Finagle answered 7/5, 2018 at 14:44 Comment(11)
why? you want a job scheduler perhaps?Bank
How about you join() the threads or the thread pool?Bustamante
"cleanly sleep" looks like an oxymoron...Jutland
@Chris_Rands: the long story is that I use a messaging library (Paho MQTT) which starts its own threads (which in turn never stop, they are responsible for listening to incoming and outgoing events). I do not have control over these threads so I just would like to suspend the main thread (or sleep) while the other threads do their work. I could make use of the indefinite loop in the library in a separate thread, but I am afraid of border effects of such "thread in thread" approach (maybe overly afraid)Finagle
@KlausD. please see the footnote in my questionFinagle
There's nothing wrong with sleeping for a long time in an infinite loop. Every N seconds, the scheduler will wake your thread, loop around to the next sleep and then move on. No harm done; very quick. Your MQTT library probably has a method to do this for you.

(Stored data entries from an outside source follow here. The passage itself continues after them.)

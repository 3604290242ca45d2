//! CLI argument parsing and command definitions.

use clap::{Parser, Subcommand};

// ============================================================================
// CLI argument types
// ============================================================================

/// Top-level CLI arguments.
///
/// Clap's own `help` subcommand is disabled because `help` browses the
/// registry here; `--help` still prints usage.
#[derive(Parser, Debug)]
#[command(name = "cogtree", author, about, long_about = None, disable_help_subcommand = true)]
pub struct CliArgs {
    /// Path to configuration file.
    #[arg(short, long, env = "COGTREE_CONFIG")]
    pub config: Option<String>,

    /// Registry manifest to browse, overriding the configured one.
    #[arg(short, long)]
    pub manifest: Option<String>,

    /// Enable verbose output.
    #[arg(short, long)]
    pub verbose: bool,

    /// Suppress non-essential output.
    #[arg(short, long)]
    pub quiet: bool,

    /// Subcommand to execute.
    #[command(subcommand)]
    pub command: Option<CogtreeCommand>,
}

/// Available commands.
#[derive(Subcommand, Debug)]
pub enum CogtreeCommand {
    /// Show help for the root, a cog, or a command path.
    Help {
        /// Path segments, e.g. `role add`.
        path: Vec<String>,

        /// Page to show (1-based, clamped into range).
        #[arg(short, long, default_value = "1")]
        page: usize,

        /// List commands at the root instead of cogs.
        #[arg(long)]
        flat: bool,

        /// Print the page as JSON.
        #[arg(long)]
        json: bool,
    },

    /// Print the whole command tree.
    Tree {
        /// Hide the cog layer.
        #[arg(long)]
        flat: bool,
    },

    /// Show the aliases a command name would get at registration.
    Aliases {
        /// Canonical command name.
        name: String,

        /// Declared aliases.
        aliases: Vec<String>,
    },

    /// Print version information.
    Version,

    /// Configuration operations.
    Config(ConfigCommand),
}

/// Config-specific subcommands.
#[derive(Parser, Debug)]
pub struct ConfigCommand {
    /// Config subcommand to execute.
    #[command(subcommand)]
    pub command: ConfigAction,
}

/// Available config subcommands.
#[derive(Subcommand, Debug)]
pub enum ConfigAction {
    /// Show the resolved config file path.
    Path,

    /// Print the effective configuration as TOML.
    Show,

    /// Create a default configuration file.
    Init {
        /// Output file path (defaults to XDG config path).
        #[arg(short, long)]
        file: Option<String>,

        /// Overwrite existing file.
        #[arg(long)]
        force: bool,
    },

    /// Export configuration as environment variables.
    Export,
}

// ============================================================================
// Tests
// ============================================================================

#[cfg(test)]
mod tests {
    use super::*;
    use clap::Parser;

    #[test]
    fn test_cli_args_default() {
        let args = CliArgs::parse_from(["test"]);
        assert!(args.manifest.is_none());
        assert!(!args.verbose);
        assert!(!args.quiet);
        assert!(args.command.is_none());
    }

    #[test]
    fn test_cli_args_flags() {
        let args = CliArgs::parse_from(["test", "-v", "-m", "bot.toml", "--config", "/c.toml"]);
        assert!(args.verbose);
        assert_eq!(args.manifest.as_deref(), Some("bot.toml"));
        assert_eq!(args.config.as_deref(), Some("/c.toml"));
    }

    #[test]
    fn test_cli_args_quiet() {
        let args = CliArgs::parse_from(["test", "--quiet"]);
        assert!(!args.verbose);
        assert!(args.quiet);
    }

    // ------------------------------------------------------------------------
    // Help command tests
    // ------------------------------------------------------------------------

    #[test]
    fn test_help_command_root() {
        let args = CliArgs::parse_from(["test", "help"]);
        match args.command {
            Some(CogtreeCommand::Help {
                path,
                page,
                flat,
                json,
            }) => {
                assert!(path.is_empty());
                assert_eq!(page, 1);
                assert!(!flat);
                assert!(!json);
            }
            _ => panic!("Expected Help command"),
        }
    }

    #[test]
    fn test_help_command_path() {
        let args = CliArgs::parse_from(["test", "help", "role", "add", "--page", "2", "--flat"]);
        match args.command {
            Some(CogtreeCommand::Help {
                path,
                page,
                flat,
                ..
            }) => {
                assert_eq!(path, ["role", "add"]);
                assert_eq!(page, 2);
                assert!(flat);
            }
            _ => panic!("Expected Help command with path"),
        }
    }

    #[test]
    fn test_tree_command() {
        let args = CliArgs::parse_from(["test", "tree", "--flat"]);
        assert!(matches!(
            args.command,
            Some(CogtreeCommand::Tree { flat: true })
        ));
    }

    #[test]
    fn test_aliases_command() {
        let args = CliArgs::parse_from(["test", "aliases", "do_thing", "dt"]);
        match args.command {
            Some(CogtreeCommand::Aliases { name, aliases }) => {
                assert_eq!(name, "do_thing");
                assert_eq!(aliases, ["dt"]);
            }
            _ => panic!("Expected Aliases command"),
        }
    }

    #[test]
    fn test_version_command() {
        let args = CliArgs::parse_from(["test", "version"]);
        assert!(matches!(args.command, Some(CogtreeCommand::Version)));
    }

    // ------------------------------------------------------------------------
    // Config command tests
    // ------------------------------------------------------------------------

    #[test]
    fn test_config_path_command() {
        let args = CliArgs::parse_from(["test", "config", "path"]);
        match args.command {
            Some(CogtreeCommand::Config(ConfigCommand {
                command: ConfigAction::Path,
            })) => {}
            _ => panic!("Expected Config Path command"),
        }
    }

    #[test]
    fn test_config_init_command() {
        let args = CliArgs::parse_from([
            "test",
            "config",
            "init",
            "--file",
            "/tmp/c.toml",
            "--force",
        ]);
        match args.command {
            Some(CogtreeCommand::Config(ConfigCommand {
                command: ConfigAction::Init { file, force },
            })) => {
                assert_eq!(file.as_deref(), Some("/tmp/c.toml"));
                assert!(force);
            }
            _ => panic!("Expected Config Init command"),
        }
    }

    #[test]
    fn test_cli_definition_is_valid() {
        use clap::CommandFactory;
        CliArgs::command().debug_assert();
    }
}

The Eclipse Paho MQTT Python docs show client.loop_forever() as an example.Errhine
threading.enumerate gives you the list of all running threads including the main one, so you could wait (join) them.Rapping
to me sleep indefinitely == stop running. What is the condition that stops sleeping? If there is none at all then why aren't you just letting the process end?Germanic
Given that something like while True: i+= 1 will increment i millions of times per second, calling time.sleep(1) introduces a relatively tiny amount of overhead, and sleeping longer as your granularity allows introduces even less.Ankylosaur
@TadhgMcDonald-Jensen: because there are other threads which must be running and I do not want them to die because the main thread is overFinagle
@CristianCiupitu: that's a great idea - would you mind turning this into an answer (or just bootstrap it so that I can edit with actual code), I would be glad to accept it. It seems to be the most natural one in my case and I did not know that i could enumerate all running thread, even the ones I did not start explicitly.Finagle
R
6

threading.enumerate gives you the list of all running threads including the main one, so you could do this:

main_thread = threading.main_thread()
while True:
    L = threading.enumerate()
    L.remove(main_thread)  # or avoid it in the for loop
    for t in L:
        t.join()

The while True is needed in case your library creates new threads while you wait for the current ones to finish.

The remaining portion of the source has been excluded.